Le glissement de l’eau contre les rochers, juste là. Un cri de rapace plus lointain, repris en écho par les parois abruptes des gorges. Bruit de verre brisé, aussi, lorsque Léa bascule sa tête sur le côté. Des débris de vitres en miettes glissent dans son cou, ses cheveux, le long de ses cuisses fines et bronzées. Elle en a même sur les lèvres.
Ouvrir les yeux demande un terrible effort. Son monde, autour, se résume à un cube de tôle repliée, de plastiques déchiquetés. Les airbags ont explosé. La géométrie intérieure de l’habitacle automobile ressemble à une figure improbable, un monde d’arêtes et de creux dans lequel il aurait été impossible de faire entrer un être humain. Sauf que là, les êtres humains étaient déjà à l’intérieur.

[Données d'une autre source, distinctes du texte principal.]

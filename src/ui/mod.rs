use chrono::{Datelike, Local};
use ratatui::{
    layout::{Alignment, Constraint, Direction, Layout, Rect},
    style::{Modifier, Style},
    text::{Line, Span},
    widgets::{block::Title, Block, Borders, Clear, List, ListItem, ListState, Paragraph, Wrap},
    Frame,
};

use crate::app::{App, Page};
use crate::booking::{quote, Field, FieldError, GuestForm};
use crate::picker::CellState;

// ─── UI enums / state ─────────────────────────────────────────────────────────

#[derive(Debug, Default, Clone, PartialEq)]
pub enum InputMode { #[default] Normal, Insert }

/// Which step of the checkout flow we're on.
#[derive(Debug, Default, Clone, Copy, PartialEq)]
pub enum BookingStep {
    #[default]
    GuestInfo,
    Payment,
    Confirmation,
}

/// Focus order of the form fields on each checkout step.
pub fn step_fields(step: BookingStep) -> &'static [Field] {
    match step {
        BookingStep::GuestInfo => &[
            Field::FirstName,
            Field::LastName,
            Field::Email,
            Field::Phone,
            Field::SpecialRequests,
        ],
        BookingStep::Payment => &[
            Field::CardName,
            Field::CardNumber,
            Field::CardExpiry,
            Field::CardCvc,
        ],
        BookingStep::Confirmation => &[],
    }
}

#[derive(Debug, Clone)]
pub struct UiState {
    pub input_mode:   InputMode,
    pub booking_step: BookingStep,
    pub form:         GuestForm,
    pub focus:        Field,
    pub errors:       Vec<FieldError>,
}

impl Default for UiState {
    fn default() -> Self {
        Self {
            input_mode:   InputMode::Normal,
            booking_step: BookingStep::GuestInfo,
            form:         GuestForm::default(),
            focus:        Field::FirstName,
            errors:       Vec::new(),
        }
    }
}

// ─── Root draw ────────────────────────────────────────────────────────────────

pub fn draw(f: &mut Frame, app: &App) {
    let area = f.area();

    // Fill background
    f.render_widget(
        Block::default().style(Style::default().bg(app.theme.bg()).fg(app.theme.fg())),
        area,
    );

    // Layout: [ content | status_bar(1) ]
    let root = Layout::default().direction(Direction::Vertical)
        .constraints([Constraint::Min(0), Constraint::Length(1)]).split(area);

    match app.page {
        Page::Home       => draw_home(f, app, root[0]),
        Page::Rooms      => draw_rooms(f, app, root[0]),
        Page::RoomDetail => draw_room_detail(f, app, root[0]),
        Page::Booking    => draw_booking(f, app, root[0]),
        Page::Account    => draw_account(f, app, root[0]),
    }
    draw_statusbar(f, app, root[1]);

    // Overlays
    if app.show_picker {
        draw_picker(f, area, app);
    }
    if app.show_help {
        draw_help(f, area, app);
    }
}

// ─── Home ─────────────────────────────────────────────────────────────────────

const AMENITIES: &[&str] = &[
    "24/7 Reception", "Free WiFi Everywhere", "Communal Kitchen",
    "Rooftop Terrace", "Laundry Service", "Luggage Storage",
    "Daily Social Events", "City-Center Location",
];

fn draw_home(f: &mut Frame, app: &App, area: Rect) {
    let t = &app.theme;

    let rows = Layout::default().direction(Direction::Vertical)
        .constraints([
            Constraint::Length(7),
            Constraint::Min(8),
            Constraint::Length(9),
        ]).split(area);

    // Hero
    let hero = Paragraph::new(vec![
        Line::from(""),
        Line::from(Span::styled(
            "  W A N D E R R E S T",
            Style::default().fg(t.accent()).add_modifier(Modifier::BOLD),
        )),
        Line::from(""),
        Line::from(Span::styled(
            "  Your home away from home — beds from $35/night in the heart of the city.",
            Style::default().fg(t.fg()),
        )),
        Line::from(Span::styled(
            "  Press Enter to browse rooms, c to pick your dates, ? for all keys.",
            Style::default().fg(t.fg_dim()),
        )),
    ])
    .block(outer_block(" Welcome ", t, true));
    f.render_widget(hero, rows[0]);

    // Amenities | popular rooms
    let cols = Layout::default().direction(Direction::Horizontal)
        .constraints([Constraint::Percentage(40), Constraint::Percentage(60)])
        .split(rows[1]);

    let amenity_lines: Vec<Line> = AMENITIES.iter()
        .map(|a| Line::from(vec![
            Span::styled("  ✓ ", Style::default().fg(t.success())),
            Span::styled(*a, Style::default().fg(t.fg())),
        ]))
        .collect();
    f.render_widget(
        Paragraph::new(amenity_lines).block(outer_block(" Hostel Amenities ", t, false)),
        cols[0],
    );

    let popular: Vec<Line> = app.rooms.iter()
        .filter(|r| r.popular)
        .flat_map(|r| vec![
            Line::from(vec![
                Span::styled(format!("  {} ", r.name), Style::default().fg(t.fg()).add_modifier(Modifier::BOLD)),
                Span::styled(format!("${}/night", r.price), Style::default().fg(t.price())),
            ]),
            Line::from(Span::styled(
                format!("    {} {:.1} ({} reviews)", stars(r.rating), r.rating, r.reviews),
                Style::default().fg(t.star()),
            )),
        ])
        .collect();
    f.render_widget(
        Paragraph::new(popular).block(outer_block(" Popular Rooms ", t, false)),
        cols[1],
    );

    // Testimonials
    let quotes: Vec<Line> = app.testimonials.iter()
        .flat_map(|ts| vec![
            Line::from(vec![
                Span::styled(format!("  {} ", stars(ts.rating as f32)), Style::default().fg(t.star())),
                Span::styled(format!("{} — {}", ts.name, ts.location), Style::default().fg(t.accent())),
            ]),
            Line::from(Span::styled(format!("    “{}”", truncate(&ts.text, 110)), Style::default().fg(t.fg_dim()))),
        ])
        .collect();
    f.render_widget(
        Paragraph::new(quotes)
            .block(outer_block(" What Our Guests Say ", t, false))
            .wrap(Wrap { trim: false }),
        rows[2],
    );
}

// ─── Rooms list ───────────────────────────────────────────────────────────────

fn draw_rooms(f: &mut Frame, app: &App, area: Rect) {
    let t     = &app.theme;
    let block = outer_block(" Our Rooms — Enter: details  c: dates  b: book ", t, true);

    let items: Vec<ListItem> = app.rooms.iter().enumerate().map(|(i, r)| {
        let sel      = i == app.room_cursor;
        let (bg, fg) = t.cursor_highlight();
        let name_s   = if sel {
            Style::default().bg(bg).fg(fg).add_modifier(Modifier::BOLD)
        } else {
            Style::default().fg(t.fg()).add_modifier(Modifier::BOLD)
        };
        let mut spans = vec![
            Span::styled(format!(" {:<26}", r.name), name_s),
            Span::styled(format!(" {:<12}", r.room_type), Style::default().fg(t.fg_dim())),
            Span::styled(format!(" ${:>3}/night ", r.price), Style::default().fg(t.price())),
            Span::styled(
                format!(" {} {:.1} ({:>3}) ", stars(r.rating), r.rating, r.reviews),
                Style::default().fg(t.star()),
            ),
        ];
        if r.popular {
            spans.push(Span::styled(
                " POPULAR ",
                Style::default().fg(t.bg()).bg(t.warning()).add_modifier(Modifier::BOLD),
            ));
        }
        ListItem::new(Line::from(spans))
    }).collect();

    let mut state = ListState::default();
    state.select(Some(app.room_cursor));
    f.render_stateful_widget(List::new(items).block(block).highlight_symbol("▶ "), area, &mut state);
}

// ─── Room detail ──────────────────────────────────────────────────────────────

fn draw_room_detail(f: &mut Frame, app: &App, area: Rect) {
    let t = &app.theme;
    let Some(room) = app.detail_room.and_then(|i| app.rooms.get(i)) else {
        f.render_widget(
            Paragraph::new("  No room selected — Esc to go back")
                .block(outer_block(" Room ", t, true))
                .style(Style::default().fg(t.fg_dim())),
            area,
        );
        return;
    };

    let cols = Layout::default().direction(Direction::Horizontal)
        .constraints([Constraint::Min(0), Constraint::Length(40)]).split(area);

    // Left: description + amenities
    let mut lines = vec![
        Line::from(""),
        Line::from(vec![
            Span::styled(format!("  {} ", room.name), Style::default().fg(t.accent()).add_modifier(Modifier::BOLD)),
            Span::styled(format!("· {}", room.room_type), Style::default().fg(t.fg_dim())),
        ]),
        Line::from(Span::styled(
            format!("  {} {:.1} · {} reviews · sleeps {}",
                stars(room.rating), room.rating, room.reviews, room.capacity),
            Style::default().fg(t.star()),
        )),
        Line::from(""),
        Line::from(Span::styled(format!("  {}", room.description), Style::default().fg(t.fg()))),
        Line::from(""),
        Line::from(Span::styled("  Amenities", Style::default().fg(t.accent()).add_modifier(Modifier::BOLD))),
    ];
    for a in &room.amenities {
        lines.push(Line::from(vec![
            Span::styled("   ✓ ", Style::default().fg(t.success())),
            Span::styled(a.as_str(), Style::default().fg(t.fg())),
        ]));
    }
    f.render_widget(
        Paragraph::new(lines)
            .block(outer_block(" Room Details ", t, true))
            .wrap(Wrap { trim: false }),
        cols[0],
    );

    // Right: booking summary
    f.render_widget(
        Paragraph::new(summary_lines(app, true))
            .block(outer_block(" Your Stay ", t, false)),
        cols[1],
    );
}

/// Shared price-summary panel (room detail + checkout sidebar).
fn summary_lines(app: &App, with_hints: bool) -> Vec<Line<'static>> {
    let t   = &app.theme;
    let dim = Style::default().fg(t.fg_dim());
    let fg  = Style::default().fg(t.fg());

    let Some(det) = app.store.details() else {
        return vec![Line::from(Span::styled("  No booking in progress", dim))];
    };
    let q = quote(det.nightly_price, det.dates, app.fees);

    let mut lines = vec![
        Line::from(""),
        Line::from(vec![
            Span::styled("  Room      ", dim),
            Span::styled(det.room_name.clone(), fg),
        ]),
        Line::from(vec![
            Span::styled("  Guests    ", dim),
            Span::styled(
                format!("{} {}", det.guests, if det.guests == 1 { "Guest" } else { "Guests" }),
                fg,
            ),
        ]),
        Line::from(vec![
            Span::styled("  Check-in  ", dim),
            Span::styled(det.dates.start.format("%a, %b %-d %Y").to_string(), fg),
        ]),
        Line::from(vec![
            Span::styled("  Check-out ", dim),
            Span::styled(det.dates.end.format("%a, %b %-d %Y").to_string(), fg),
        ]),
        Line::from(""),
        Line::from(vec![
            Span::styled(format!("  ${} × {} nights", det.nightly_price, q.nights), dim),
            Span::styled(format!("   ${}", q.subtotal), fg),
        ]),
        Line::from(vec![
            Span::styled("  Cleaning fee", dim),
            Span::styled(format!("      ${}", q.cleaning), fg),
        ]),
        Line::from(vec![
            Span::styled("  Service fee", dim),
            Span::styled(format!("       ${}", q.service), fg),
        ]),
        Line::from(vec![
            Span::styled("  Total", Style::default().fg(t.fg()).add_modifier(Modifier::BOLD)),
            Span::styled(
                format!("             ${}", q.total),
                Style::default().fg(t.price()).add_modifier(Modifier::BOLD),
            ),
        ]),
    ];
    if with_hints {
        lines.push(Line::from(""));
        lines.push(Line::from(Span::styled("  c: change dates   +/-: guests", dim)));
        lines.push(Line::from(Span::styled("  b: book this room", dim)));
    }
    lines
}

Léa tourne péniblement la tête vers le siège conducteur. Mal aux cervicales, au crâne, au bassin. La ceinture de sécurité semble incrustée dans sa chair, elle compresse son maillot à bretelles sur sa poitrine. Elle voit que le conducteur fouille dans le rangement latéral de la portière. Il entend du bruit et tourne la tête vers elle. Il a un gros hématome sur le nez, résultat sans doute du gonflement de l’airbag. Du sang a coulé et séché jusqu’au col de son sweat-shirt. Le volant menace de lui rentrer dans le torse, et rend ses mouvements difficiles.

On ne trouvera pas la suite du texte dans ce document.